Amnesty International calls on the government to release immediately and unconditionally all "disappeared" detainees including the 106 clerics and students and the 600 or so Kuwaiti and other nationals who were arrested during the occupation of Kuwait from 2 August 1990 to 26 February 1991.

"It is also the duty of the authorities of India, Pakistan, Iran, Afghanistan, Bahrain and Lebanon to urge the Iraqi Government to clarify the fate of their nationals", concluded Amnesty International.


The arrest of the 106 clerics and students took place in the context of the March 1991 uprising which swept across Iraq in the weeks following the end of the Iraqi occupation of Kuwait. Shi'a Muslims in southern Iraq rose against the government and the uprising quickly spread to the Kurdish towns and cities in northern Iraq. However, by the end of March 1991 government forces had largely succeeded in crushing the uprising and in the process widespread and serious human rights violations were reported, including arbitrary arrests, detention without trial "disappearances" and extrajudicial executions At some point an estimated two million people had fled to neighbouring Iran, Turkey and Saudi Arabia.

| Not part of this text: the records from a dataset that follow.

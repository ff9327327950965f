//! Whole-scene integration tests driving `MissionScene` the way a frontend does.

use bevy_ecs::prelude::*;

use missionwalk::components::actor::Facing;
use missionwalk::components::animation::FrameKey;
use missionwalk::components::dynamictext::DynamicText;
use missionwalk::components::zone::ZoneId;
use missionwalk::game::MissionScene;
use missionwalk::resources::gameconfig::GameConfig;
use missionwalk::resources::input::InputAction;
use missionwalk::resources::intent::MoveIntent;
use missionwalk::resources::level::LevelLayout;
use missionwalk::resources::messageoverlay::MessageOverlay;
use missionwalk::resources::scheduler::Scheduler;
use missionwalk::resources::touch::{TouchEvent, TouchState};
use missionwalk::resources::zonetracker::ZoneState;

// Binary-exact frame step: 25px per tick at 200 px/s.
const DT: f32 = 0.125;

fn new_scene() -> MissionScene {
    MissionScene::new(GameConfig::new(), LevelLayout::default())
}

const FIVE_DOORS: &str = concat!(env!("CARGO_MANIFEST_DIR"), "/levels/five_doors.json");

fn five_door_scene() -> MissionScene {
    let layout = LevelLayout::load_from_file(FIVE_DOORS).unwrap();
    assert_eq!(layout.door_spacing, 300.0);
    MissionScene::new(GameConfig::new(), layout)
}

/// Tick until the asset-ready gate has fired, without any input.
fn make_ready(scene: &mut MissionScene) {
    scene.tick(DT, 0);
    assert!(scene.is_ready());
}

fn hold(scene: &mut MissionScene, action: InputAction, down: bool) {
    scene.input_mut().set(action, down);
}

fn press_interact_and_tick(scene: &mut MissionScene, dt: f32) {
    hold(scene, InputAction::Interact, true);
    scene.tick(dt, 0);
    hold(scene, InputAction::Interact, false);
}

fn text_count(scene: &mut MissionScene) -> usize {
    let world = scene.world_mut();
    let mut q = world.query::<&DynamicText>();
    q.iter(world).count()
}

fn check_zone_invariant(scene: &mut MissionScene) {
    let lit: Vec<ZoneId> = scene
        .zone_highlights()
        .into_iter()
        .filter(|(_, h)| *h)
        .map(|(id, _)| id)
        .collect();
    match scene.zone_state() {
        ZoneState::None => assert!(lit.is_empty()),
        ZoneState::Near(id) => assert_eq!(lit, vec![id]),
    }
}

#[test]
fn nothing_moves_before_assets_are_ready() {
    let mut scene = new_scene();
    assert!(!scene.is_ready());
    assert!(scene.actor().is_none());

    hold(&mut scene, InputAction::Right, true);
    scene.tick(0.0625, 0);
    assert!(!scene.is_ready());
    assert!(scene.actor().is_none());
    assert_eq!(scene.zone_state(), ZoneState::None);
}

#[test]
fn actor_spawns_at_the_spawn_point() {
    let mut scene = new_scene();
    make_ready(&mut scene);
    let actor = scene.actor().unwrap();
    assert_eq!(actor.x, 100.0);
    assert_eq!(actor.facing, Facing::Right);
    assert!(!actor.moving);
    assert_eq!(scene.frame_key(), Some(FrameKey::StandRight));
}

#[test]
fn walking_right_for_half_a_second_covers_100px() {
    let mut scene = new_scene();
    make_ready(&mut scene);

    hold(&mut scene, InputAction::Right, true);
    for _ in 0..4 {
        scene.tick(DT, 0);
    }
    let actor = scene.actor().unwrap();
    assert!((actor.x - 200.0).abs() < 1e-3);
    assert_eq!(actor.velocity_x, 200.0);
    assert!(actor.moving);
}

#[test]
fn actor_lands_on_the_ground() {
    let mut scene = new_scene();
    make_ready(&mut scene);
    for _ in 0..16 {
        scene.tick(DT, 0);
    }
    // ground top at 350, actor 64px tall and centered
    assert_eq!(scene.actor().unwrap().y, 318.0);
}

#[test]
fn left_wins_when_both_directions_are_held() {
    let mut scene = new_scene();
    make_ready(&mut scene);
    hold(&mut scene, InputAction::Left, true);
    hold(&mut scene, InputAction::Right, true);
    scene.tick(DT, 0);
    let actor = scene.actor().unwrap();
    assert!(actor.velocity_x < 0.0);
    assert_eq!(actor.facing, Facing::Left);
}

#[test]
fn releasing_keeps_facing_and_stands() {
    let mut scene = new_scene();
    make_ready(&mut scene);
    hold(&mut scene, InputAction::Left, true);
    scene.tick(DT, 0);
    hold(&mut scene, InputAction::Left, false);
    scene.tick(DT, 150);
    let actor = scene.actor().unwrap();
    assert_eq!(actor.velocity_x, 0.0);
    assert_eq!(actor.facing, Facing::Left);
    assert!(!actor.moving);
    assert_eq!(scene.frame_key(), Some(FrameKey::StandLeft));
}

#[test]
fn walk_cycle_follows_the_wall_clock() {
    let mut scene = new_scene();
    make_ready(&mut scene);
    hold(&mut scene, InputAction::Right, true);

    scene.tick(DT, 0);
    assert_eq!(scene.frame_key(), Some(FrameKey::WalkRight));
    scene.tick(DT, 150);
    assert_eq!(scene.frame_key(), Some(FrameKey::StandRight));
    scene.tick(DT, 300);
    assert_eq!(scene.frame_key(), Some(FrameKey::WalkRight));
}

#[test]
fn reaching_the_first_door_highlights_it() {
    let mut scene = new_scene();
    make_ready(&mut scene);
    hold(&mut scene, InputAction::Right, true);
    for _ in 0..4 {
        scene.tick(DT, 0);
        check_zone_invariant(&mut scene);
    }
    assert_eq!(scene.zone_state(), ZoneState::Near(ZoneId(1)));
    assert_eq!(
        scene.zone_highlights(),
        vec![(ZoneId(1), true), (ZoneId(2), false), (ZoneId(3), false)]
    );
}

#[test]
fn interact_without_a_door_is_ignored() {
    let mut scene = new_scene();
    make_ready(&mut scene);
    press_interact_and_tick(&mut scene, DT);
    assert!(scene.message_text().is_none());
    assert_eq!(text_count(&mut scene), 1);
}

#[test]
fn second_interact_replaces_the_message_and_its_timer() {
    let mut scene = new_scene();
    make_ready(&mut scene);
    hold(&mut scene, InputAction::Right, true);
    for _ in 0..4 {
        scene.tick(DT, 0);
    }
    hold(&mut scene, InputAction::Right, false);
    assert_eq!(scene.zone_state(), ZoneState::Near(ZoneId(1)));

    press_interact_and_tick(&mut scene, DT);
    assert_eq!(scene.message_text().as_deref(), Some("You tapped the door!"));
    let first = scene
        .world()
        .resource::<MessageOverlay>()
        .current()
        .unwrap()
        .dismiss;
    assert_eq!(scene.world().resource::<Scheduler>().remaining(first), Some(2.0));

    scene.tick(0.25, 0);
    press_interact_and_tick(&mut scene, 0.25);

    let overlay = scene.world().resource::<MessageOverlay>();
    assert_eq!(overlay.shown_count, 2);
    let second = overlay.current().unwrap().dismiss;
    assert_ne!(first, second);
    let scheduler = scene.world().resource::<Scheduler>();
    assert!(!scheduler.is_pending(first));
    assert_eq!(scheduler.remaining(second), Some(2.0));
    assert_eq!(scheduler.len(), 1);
    // instructions line plus exactly one message
    assert_eq!(text_count(&mut scene), 2);

    for _ in 0..3 {
        scene.tick(0.5, 0);
    }
    assert!(scene.message_text().is_some());
    scene.tick(0.5, 0);
    assert!(scene.message_text().is_none());
    assert_eq!(text_count(&mut scene), 1);
}

#[test]
fn middle_tap_at_a_door_interacts_without_moving() {
    let mut scene = new_scene();
    make_ready(&mut scene);
    hold(&mut scene, InputAction::Right, true);
    for _ in 0..4 {
        scene.tick(DT, 0);
    }
    hold(&mut scene, InputAction::Right, false);

    scene.touch(TouchEvent::Start {
        x: 400.0,
        screen_width: 800.0,
    });
    scene.tick(DT, 0);
    assert_eq!(scene.message_text().as_deref(), Some("You tapped the door!"));
    let touch = *scene.world().resource::<TouchState>();
    assert!(!touch.left && !touch.right);
    assert_eq!(scene.actor().unwrap().velocity_x, 0.0);
}

#[test]
fn touch_edges_walk_and_cancel_stops() {
    let mut scene = new_scene();
    make_ready(&mut scene);

    scene.touch(TouchEvent::Start {
        x: 700.0,
        screen_width: 800.0,
    });
    scene.tick(DT, 0);
    assert_eq!(
        *scene.world().resource::<MoveIntent>(),
        MoveIntent {
            left: false,
            right: true,
            interact: false
        }
    );
    assert_eq!(scene.actor().unwrap().x, 125.0);

    scene.touch(TouchEvent::Cancel);
    scene.tick(DT, 0);
    let touch = *scene.world().resource::<TouchState>();
    assert!(!touch.left && !touch.right);
    assert_eq!(scene.actor().unwrap().velocity_x, 0.0);
}

#[test]
fn passing_every_door_opens_the_world_once() {
    let mut scene = five_door_scene();
    make_ready(&mut scene);
    assert_eq!(scene.milestone().total, 5);

    let mut bounds = scene.world_bounds();
    let mut highest = 0;
    let mut max_x_changes = 0;

    hold(&mut scene, InputAction::Right, true);
    for _ in 0..100 {
        scene.tick(DT, 0);
        check_zone_invariant(&mut scene);

        let now = scene.world_bounds();
        assert!(now.contains(&bounds));
        if now.max_x != bounds.max_x {
            max_x_changes += 1;
        }
        bounds = now;

        let passed = scene.milestone().highest_passed;
        assert!(passed >= highest);
        highest = passed;
    }

    let milestone = scene.milestone();
    assert_eq!(milestone.highest_passed, 5);
    assert!(milestone.boundary_built);
    assert_eq!(scene.boundary_wall_count(), 1);
    assert_eq!(max_x_changes, 1);
    assert_eq!(bounds.max_x, 1860.0);
    // stopped by the wall face at 1840
    assert_eq!(scene.actor().unwrap().x, 1814.0);

    // walk back over the last doors and return
    hold(&mut scene, InputAction::Right, false);
    hold(&mut scene, InputAction::Left, true);
    for _ in 0..20 {
        scene.tick(DT, 0);
    }
    hold(&mut scene, InputAction::Left, false);
    hold(&mut scene, InputAction::Right, true);
    for _ in 0..20 {
        scene.tick(DT, 0);
    }
    assert_eq!(scene.milestone(), milestone);
    assert_eq!(scene.boundary_wall_count(), 1);
    assert_eq!(scene.world_bounds(), bounds);
}

#[test]
fn long_frames_still_pass_every_door() {
    let mut scene = five_door_scene();
    make_ready(&mut scene);
    hold(&mut scene, InputAction::Right, true);
    // one-second frames would carry the friar 200 px, over a door's pass window
    for _ in 0..50 {
        scene.tick(1.0, 0);
    }
    let milestone = scene.milestone();
    assert_eq!(milestone.highest_passed, 5);
    assert!(milestone.boundary_built);
    assert_eq!(scene.boundary_wall_count(), 1);
    assert_eq!(scene.actor().unwrap().x, 1814.0);
}

#[test]
fn restart_rebuilds_the_scene() {
    let mut scene = five_door_scene();
    make_ready(&mut scene);
    hold(&mut scene, InputAction::Right, true);
    for _ in 0..70 {
        scene.tick(DT, 0);
    }
    hold(&mut scene, InputAction::Right, false);
    assert_eq!(scene.boundary_wall_count(), 1);

    hold(&mut scene, InputAction::Restart, true);
    scene.tick(0.0625, 0);
    hold(&mut scene, InputAction::Restart, false);

    assert!(!scene.is_ready());
    assert!(scene.actor().is_none());
    assert_eq!(scene.boundary_wall_count(), 0);
    assert_eq!(scene.milestone().highest_passed, 0);
    assert_eq!(scene.world_bounds().max_x, 1600.0);
    assert_eq!(scene.zone_highlights().len(), 5);
    assert_eq!(text_count(&mut scene), 1);

    scene.tick(DT, 0);
    assert!(scene.is_ready());
    assert_eq!(scene.actor().unwrap().x, 100.0);
}

#[test]
fn debug_key_toggles_debug_mode() {
    let mut scene = new_scene();
    assert!(!scene.debug_enabled());
    hold(&mut scene, InputAction::ToggleDebug, true);
    scene.tick(DT, 0);
    assert!(scene.debug_enabled());
    // still held: no new edge
    scene.tick(DT, 0);
    assert!(scene.debug_enabled());
    hold(&mut scene, InputAction::ToggleDebug, false);
    scene.tick(DT, 0);
    hold(&mut scene, InputAction::ToggleDebug, true);
    scene.tick(DT, 0);
    assert!(!scene.debug_enabled());
}

#[test]
fn camera_stays_inside_the_world() {
    let mut scene = new_scene();
    make_ready(&mut scene);
    scene.tick(DT, 0);
    let cam = scene.camera();
    assert_eq!(cam.target.x, 400.0);
    assert_eq!(cam.target.y, 200.0);

    hold(&mut scene, InputAction::Right, true);
    for _ in 0..80 {
        scene.tick(DT, 0);
    }
    // last door passed: bounds end at the wall's far face, 1860
    assert_eq!(scene.world_bounds().max_x, 1860.0);
    assert_eq!(scene.camera().target.x, 1460.0);
}

#[test]
fn background_scrolls_while_walking() {
    let mut scene = new_scene();
    make_ready(&mut scene);
    hold(&mut scene, InputAction::Right, true);
    scene.tick(DT, 0);
    scene.tick(DT, 0);
    assert_eq!(scene.background().tile_position_x, 4.0);

    hold(&mut scene, InputAction::Right, false);
    hold(&mut scene, InputAction::Left, true);
    scene.tick(DT, 0);
    assert_eq!(scene.background().tile_position_x, 2.0);

    hold(&mut scene, InputAction::Left, false);
    scene.tick(DT, 0);
    assert_eq!(scene.background().tile_position_x, 2.0);
}
//! High-level scene state.
//!
//! The scene starts in [`GameStates::Loading`]; the asset-ready gate moves it
//! to [`GameStates::Playing`]. Per-tick actor systems only run while playing
//! (see [`crate::systems::gamestate::state_is_playing`]).

use bevy_ecs::prelude::Resource;

#[derive(Debug, Clone, Copy, PartialEq, Eq, Hash, Default)]
pub enum GameStates {
    #[default]
    None,
    /// Level built, waiting for the actor's assets.
    Loading,
    Playing,
}

/// Authoritative current game state.
#[derive(Resource, Debug, Clone, PartialEq, Eq, Hash, Default)]
pub struct GameState {
    current: GameStates,
}

impl GameState {
    pub fn new() -> Self {
        Self::default()
    }

    pub fn get(&self) -> &GameStates {
        &self.current
    }

    pub fn set(&mut self, state: GameStates) {
        self.current = state;
    }

    pub fn is_playing(&self) -> bool {
        self.current == GameStates::Playing
    }
}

On 20 March 1991, Grand Ayatollah Abu al-Qassem al-Kho'i, aged 95, Shi'a Islam's most senior cleric was arrested in al-Najaf along with seven members of his family. He was detained for two days in Baghdad and returned to al-Najaf where he remained under house arrest until his death in 1992. In the following days the Iraqi authorities arrested 107 people, students of Shi'a Islam or followers of the Grand Ayatollah. While one of them, a Pakistani national, was released in 1992, the fate and whereabouts of the other 106 remain unknown. They included Ayatollah al- Sayyid Murtadha Jawad al-Khadimi al-Khalkhali, who was 89 years old, two of his sons and three of his grandChildren's rights, Ayatollah al-Sayyid 'Ala'uddin 'Ali Bahr al-'Ulum, aged 58, a well known religious scholar, and three of his sons, and al-Sayyid Muhammad Ridah al-Sayyid Muhsin al-Hakim, aged 65, another well known religious scholar.